Besides, I love this kind of research!




Friday, October 8, 2010

SAVING A LANGUAGE

by Sheila Connolly

I’m one of those dinosaurs who still reads a daily newspaper—yes, one of those paper ones. I know it’s possible to read it on line, but the process of skimming on-screen is entirely different. I like to pick and choose what I skip and what I read in detail.


I find such interesting articles (which now and then actually lead to story ideas). I’m still mulling this one over: an article that appeared a week ago in the Boston Globe about a MacArthur Foundation grant made to a local Massachusetts woman. You’ve probably all heard of the MacArthur grants—they’re the so-called “genius” grants of $500,000 each. How nice it is that somewhere a committee thinks that someone who has a good idea should be rewarded.
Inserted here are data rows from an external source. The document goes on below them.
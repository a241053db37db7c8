// ============================================================================
// dpg-core/src/config.rs
// ============================================================================
//
// CONFIGURATION: Core Configuration Structures and Constants
//
// This module defines the fixed properties of the target device and the
// user-tunable conversion settings.
//
// KEY COMPONENTS:
// - Screen, audio and bitrate constants of the DPG4 format
// - Framerate: validated MPEG-1 framerate
// - VideoQuality: encoder tuning preset
// - ConversionConfig: per-run settings passed to the pipeline
//
// USAGE:
// Instances of ConversionConfig are created by consumers of the library (like
// dpg-cli) and passed to `process_tasks` to control encoding behavior.

use crate::error::{CoreError, CoreResult};
use crate::subtitles::{SubtitleFont, SubtitleSelector};

use std::fmt;
use std::path::PathBuf;

// ============================================================================
// DEVICE CONSTANTS
// ============================================================================

/// Width of the handheld screen in pixels.
pub const SCREEN_WIDTH: u32 = 256;

/// Height of the handheld screen in pixels.
pub const SCREEN_HEIGHT: u32 = 192;

/// Sample rate of the audio stream, also written to the header.
pub const AUDIO_SAMPLE_RATE: u32 = 32000;

/// MP2 audio bitrate in kbit/s.
pub const AUDIO_BITRATE_KBPS: u32 = 128;

/// MPEG-1 video bitrate in kbit/s.
pub const VIDEO_BITRATE_KBPS: u32 = 256;

/// Outputs shorter than this are re-encoded with the source looped.
pub const MIN_OUTPUT_DURATION_SECS: f64 = 30.0;

/// Extension of produced container files.
pub const CONTAINER_EXTENSION: &str = "dpg";

/// Framerates defined by the MPEG-1 specification.
pub const MPEG_SPEC_FRAMERATES: [f64; 8] = [23.976, 24.0, 25.0, 29.97, 30.0, 50.0, 59.94, 60.0];

/// Framerates libavcodec only accepts with `-strict unofficial`.
pub const MPEG_UNOFFICIAL_FRAMERATES: [f64; 4] = [5.0, 10.0, 12.0, 15.0];

/// Default output framerate.
pub const DEFAULT_FRAMERATE: f64 = 24.0;

// ============================================================================
// FRAMERATE
// ============================================================================

/// An output framerate accepted by the MPEG-1 encoder.
#[derive(Debug, Clone, Copy, PartialEq)]
pub struct Framerate(f64);

impl Framerate {
    pub fn new(fps: f64) -> CoreResult<Self> {
        let known = MPEG_SPEC_FRAMERATES
            .iter()
            .chain(MPEG_UNOFFICIAL_FRAMERATES.iter())
            .any(|&rate| (rate - fps).abs() < f64::EPSILON);
        if known {
            Ok(Self(fps))
        } else {
            Err(CoreError::Validation(format!(
                "unsupported framerate {fps}; choose one of {}",
                supported_framerates()
            )))
        }
    }

    pub fn value(self) -> f64 {
        self.0
    }

    /// Whether the rate is part of the MPEG-1 specification. Other rates
    /// need `-strict unofficial` and may drift out of sync on the device.
    pub fn is_standard(self) -> bool {
        MPEG_SPEC_FRAMERATES
            .iter()
            .any(|&rate| (rate - self.0).abs() < f64::EPSILON)
    }

    /// Seconds of playback represented by `frame_count` frames.
    pub fn duration_of(self, frame_count: u64) -> f64 {
        frame_count as f64 / self.0
    }
}

impl Default for Framerate {
    fn default() -> Self {
        Self(DEFAULT_FRAMERATE)
    }
}

impl fmt::Display for Framerate {
    fn fmt(&self, f: &mut fmt::Formatter<'_>) -> fmt::Result {
        write!(f, "{}", self.0)
    }
}

fn supported_framerates() -> String {
    MPEG_SPEC_FRAMERATES
        .iter()
        .chain(MPEG_UNOFFICIAL_FRAMERATES.iter())
        .map(|rate| rate.to_string())
        .collect::<Vec<_>>()
        .join(", ")
}

// ============================================================================
// VIDEO QUALITY
// ============================================================================

/// Encoder tuning preset.
#[derive(Debug, Clone, Copy, PartialEq, Eq, Default)]
pub enum VideoQuality {
    #[default]
    Default,
    High,
}

impl TryFrom<u8> for VideoQuality {
    type Error = CoreError;

    fn try_from(level: u8) -> CoreResult<Self> {
        match level {
            1 => Ok(VideoQuality::Default),
            2 => Ok(VideoQuality::High),
            other => Err(CoreError::Validation(format!(
                "unknown quality level {other}; expected 1 or 2"
            ))),
        }
    }
}

impl fmt::Display for VideoQuality {
    fn fmt(&self, f: &mut fmt::Formatter<'_>) -> fmt::Result {
        match self {
            VideoQuality::Default => write!(f, "default"),
            VideoQuality::High => write!(f, "high"),
        }
    }
}

// ============================================================================
// CONVERSION CONFIGURATION
// ============================================================================

/// Settings shared by every task of a conversion run.
#[derive(Debug, Clone, Default)]
pub struct ConversionConfig {
    pub framerate: Framerate,
    pub quality: VideoQuality,
    /// Audio stream to encode, counted among audio streams only. `None` picks
    /// the first one.
    pub audio_stream: Option<usize>,
    pub subtitles: SubtitleSelector,
    pub font: SubtitleFont,
    /// Where per-task scratch directories are created. Defaults to the
    /// system temp directory.
    pub temp_dir: Option<PathBuf>,
}

impl ConversionConfig {
    pub fn validate(&self) -> CoreResult<()> {
        if let Some(size) = self.font.size {
            if size == 0 {
                return Err(CoreError::Validation(
                    "subtitle font size must be positive".to_string(),
                ));
            }
        }
        if let Some(name) = &self.font.name {
            if name.trim().is_empty() {
                return Err(CoreError::Validation(
                    "subtitle font name must not be empty".to_string(),
                ));
            }
        }
        if let Some(dir) = &self.temp_dir {
            if dir.exists() && !dir.is_dir() {
                return Err(CoreError::PathError(format!(
                    "temp directory '{}' is not a directory",
                    dir.display()
                )));
            }
        }
        Ok(())
    }
}

#[cfg(test)]
mod tests {
    use super::*;

    #[test]
    fn test_framerate_accepts_spec_and_unofficial_rates() {
        assert!(Framerate::new(23.976).unwrap().is_standard());
        assert!(Framerate::new(60.0).unwrap().is_standard());
        let unofficial = Framerate::new(15.0).unwrap();
        assert!(!unofficial.is_standard());
    }

    #[test]
    fn test_framerate_rejects_unknown_rate() {
        let err = Framerate::new(23.0).unwrap_err();
        assert!(matches!(err, CoreError::Validation(_)));
        assert!(err.to_string().contains("23.976"));
    }

    #[test]
    fn test_framerate_duration() {
        let fps = Framerate::new(24.0).unwrap();
        assert_eq!(fps.duration_of(720), 30.0);
        assert_eq!(fps.duration_of(0), 0.0);
    }

    #[test]
    fn test_quality_levels() {
        assert_eq!(VideoQuality::try_from(1).unwrap(), VideoQuality::Default);
        assert_eq!(VideoQuality::try_from(2).unwrap(), VideoQuality::High);
        assert!(VideoQuality::try_from(3).is_err());
    }

    #[test]
    fn test_default_config_is_valid() {
        let config = ConversionConfig::default();
        assert_eq!(config.framerate.value(), DEFAULT_FRAMERATE);
        assert!(config.validate().is_ok());
    }

    #[test]
    fn test_zero_font_size_is_rejected() {
        let mut config = ConversionConfig::default();
        config.font.size = Some(0);
        assert!(config.validate().is_err());
    }
}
This grant was made by the Foundation to preserve a dying language. I have a soft spot for languages: I’ve been studying Irish for the past five years, and while I’m still terrible at speaking it, at least I understand more than I used to. My father’s parents were both born in Ireland, but for various reasons I never knew them, and I have always hoped that by learning the language I could understand them and their culture a bit better. And as a writer, I think it never hurts to listen to how a language is spoken—the inflections, the sentence patterns, the vocabulary choices. Plus the Irish have traditionally been a race of bards and poets, and I’d like to hope that a little of that has come down to me.

The newspaper article was about a language even more obscure than Irish: Wampanoag. It’s a language used by the Indians who were living in my neighborhood (literally) when the first colonists arrived, who fought those settlers in King Phillip’s War, and who can still be found in parts of Massachusetts (in fact, they toyed with opening a casino in my town, and still hold an option on over 500 acres of land). The director of the Wôpanâak Language Reclamation Project, Jessie Little Doe Baird, is the grant recipient.

Even though the language is not in current use, and hasn’t been since late in the nineteenth century, it lives on in a lot of New England place names. The Wampanoag tribe, now much reduced in numbers, does make consistent efforts to sustain and pass on their cultural traditions. Baird will use the grant to record surviving records in Wampanoag, and will try to establish a school where children can learn the language. She has been teaching her own daughter to speak Wampanoag since birth—possibly the only child to do so for more than a century.

In a peculiar twist, I knew something about the Wampanoags before I ever moved to Massachusetts. When I worked at The Historical Society of Pennsylvania, I was asked to write a brief pamphlet about the dramatic actor Edwin Forrest (1806-1872), whose collections were housed there. One of Forrest’s efforts to support his craft was to sponsor a play-writing competition beginning in 1828. The first winner was John Augustus Stone, whose submission was Metamora; or, The Last of the Wampanoags, which Forrest produced and starred in for many years. (Sad to say, despite this success Stone committed suicide by jumping into the Schuylkill River in Philadelphia a few years later.) The play was based on the life story of the Wampanoag chief Metamora.

I think we all are impoverished when a language vanishes forever. Any language reflects the values and character of its speakers, and I salute Jessie Little Doe Baird for fighting for her heritage, and the MacArthur Foundation for supporting her.